BEGIN AVAILABLE RECORDS
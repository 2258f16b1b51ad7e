//! Which operators a role may use, and how the player picks one.

use sz_core::{Operator, OperatorSet, RoleId};

/// Whether `op` is offered to `role` in `state`.
///
/// The precondition must hold and the operator must be unrestricted or
/// restricted to `role`.
pub fn is_applicable<S>(op: &Operator<S>, state: &S, role: RoleId) -> bool {
    op.role().is_none_or(|r| r == role) && op.is_enabled(state)
}

/// Indices of the operators offered to `role`, in set order.
pub fn applicable<S>(ops: &OperatorSet<S>, state: &S, role: RoleId) -> Vec<usize> {
    ops.iter()
        .filter(|(_, op)| is_applicable(op, state, role))
        .map(|(i, _)| i)
        .collect()
}

/// Whether some operator restricted to `role` is enabled in `state`.
pub fn has_own_move<S>(ops: &OperatorSet<S>, state: &S, role: RoleId) -> bool {
    ops.iter()
        .any(|(_, op)| op.role() == Some(role) && op.is_enabled(state))
}

/// The numbered list of operators shown to the acting role.
#[derive(Debug, Clone, PartialEq, Eq)]
pub struct Menu {
    entries: Vec<MenuEntry>,
}

#[derive(Debug, Clone, PartialEq, Eq)]
struct MenuEntry {
    index: usize,
    name: String,
    description: Option<String>,
}

impl Menu {
    /// Build the menu for `role` in `state`.
    pub fn build<S>(ops: &OperatorSet<S>, state: &S, role: RoleId) -> Self {
        let entries = applicable(ops, state, role)
            .into_iter()
            .filter_map(|index| {
                ops.get(index).map(|op| MenuEntry {
                    index,
                    name: op.name(state),
                    description: op.description().map(str::to_string),
                })
            })
            .collect();
        Self { entries }
    }

    /// Number of entries.
    pub fn len(&self) -> usize {
        self.entries.len()
    }

    /// Whether nothing is applicable.
    pub fn is_empty(&self) -> bool {
        self.entries.is_empty()
    }

    /// Operator index for menu number `n` (1-based).
    pub fn select(&self, n: usize) -> Option<usize> {
        n.checked_sub(1)
            .and_then(|i| self.entries.get(i))
            .map(|entry| entry.index)
    }

    /// Menu lines, one per entry.
    pub fn lines(&self) -> impl Iterator<Item = String> + '_ {
        self.entries
            .iter()
            .enumerate()
            .map(|(i, entry)| format!("  {}: {}", i + 1, entry.name))
    }

    /// Longer descriptions of the entries that have one, for the help text.
    pub fn details(&self) -> impl Iterator<Item = String> + '_ {
        self.entries.iter().enumerate().filter_map(|(i, entry)| {
            entry
                .description
                .as_ref()
                .map(|text| format!("  {}: {}\n       {text}", i + 1, entry.name))
        })
    }
}

/// A command typed at the main prompt.
#[derive(Debug, Clone, PartialEq, Eq)]
pub enum Command {
    /// Apply the operator with this menu number.
    Apply(usize),
    /// Undo the last move.
    Back,
    /// Show the instructions.
    Help,
    /// End the session.
    Quit,
    /// Anything else.
    Unknown(String),
}

impl Command {
    /// Parse a line of input. Blank input yields `None`.
    pub fn parse(input: &str) -> Option<Self> {
        let input = input.trim();
        if input.is_empty() {
            return None;
        }
        let command = match input.to_ascii_uppercase().as_str() {
            "B" => Self::Back,
            "H" => Self::Help,
            "Q" => Self::Quit,
            _ => match input.parse::<usize>() {
                Ok(n) => Self::Apply(n),
                Err(_) => Self::Unknown(input.to_string()),
            },
        };
        Some(command)
    }
}

#[cfg(test)]
mod tests {
    use proptest::prelude::*;

    use super::*;

    fn ops() -> OperatorSet<u8> {
        [
            Operator::step("Anyone", |s: &u8| *s),
            Operator::step("First only", |s: &u8| *s)
                .for_role(RoleId(0))
                .describe("Only the first role may do this."),
            Operator::step("Second only", |s: &u8| *s).for_role(RoleId(1)),
            Operator::step("Never", |s: &u8| *s).when(|_| false),
        ]
        .into_iter()
        .collect()
    }

    #[test]
    fn unrestricted_and_own_operators_are_offered() {
        assert_eq!(applicable(&ops(), &0, RoleId(0)), vec![0, 1]);
        assert_eq!(applicable(&ops(), &0, RoleId(1)), vec![0, 2]);
        assert_eq!(applicable(&ops(), &0, RoleId(2)), vec![0]);
    }

    #[test]
    fn own_move_ignores_unrestricted_operators() {
        assert!(has_own_move(&ops(), &0, RoleId(1)));
        assert!(!has_own_move(&ops(), &0, RoleId(2)));
    }

    #[test]
    fn menu_numbers_from_one() {
        let menu = Menu::build(&ops(), &0, RoleId(1));
        let lines: Vec<_> = menu.lines().collect();
        assert_eq!(lines, vec!["  1: Anyone", "  2: Second only"]);
        assert_eq!(menu.select(2), Some(2));
        assert_eq!(menu.select(0), None);
        assert_eq!(menu.select(3), None);
    }

    #[test]
    fn details_cover_described_entries_only() {
        let first = Menu::build(&ops(), &0, RoleId(0));
        let details: Vec<_> = first.details().collect();
        assert_eq!(
            details,
            vec!["  2: First only\n       Only the first role may do this."]
        );
        assert_eq!(Menu::build(&ops(), &0, RoleId(1)).details().count(), 0);
    }

    #[test]
    fn commands_are_trimmed_and_case_insensitive() {
        assert_eq!(Command::parse(" q "), Some(Command::Quit));
        assert_eq!(Command::parse("b"), Some(Command::Back));
        assert_eq!(Command::parse("H"), Some(Command::Help));
        assert_eq!(Command::parse(" 12\t"), Some(Command::Apply(12)));
        assert_eq!(Command::parse("   "), None);
        assert_eq!(
            Command::parse("-1"),
            Some(Command::Unknown("-1".to_string()))
        );
        assert_eq!(
            Command::parse("go"),
            Some(Command::Unknown("go".to_string()))
        );
    }

    proptest! {
        #[test]
        fn restricted_operators_never_reach_other_roles(
            owners in proptest::collection::vec(proptest::option::of(0usize..4), 1..12),
            acting in 0usize..4,
        ) {
            let set: OperatorSet<bool> = owners
                .iter()
                .enumerate()
                .map(|(i, owner)| {
                    let op = Operator::step(format!("op {i}"), |s: &bool| !*s)
                        .when(|s: &bool| *s);
                    match owner {
                        Some(r) => op.for_role(RoleId(*r)),
                        None => op,
                    }
                })
                .collect();
            for index in applicable(&set, &true, RoleId(acting)) {
                let owner = set.get(index).and_then(|op| op.role());
                prop_assert!(owner.is_none() || owner == Some(RoleId(acting)));
            }
            prop_assert!(applicable(&set, &false, RoleId(acting)).is_empty());
        }
    }
}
END AVAILABLE RECORDS
#### WHAT YOU ARE ASKED TO DO
Each line in the records above that contains the word "match" must be copied.

#### ANSWER SECTION
        let command = match input.to_ascii_uppercase().as_str() {
            _ => match input.parse::<usize>() {
                    match owner {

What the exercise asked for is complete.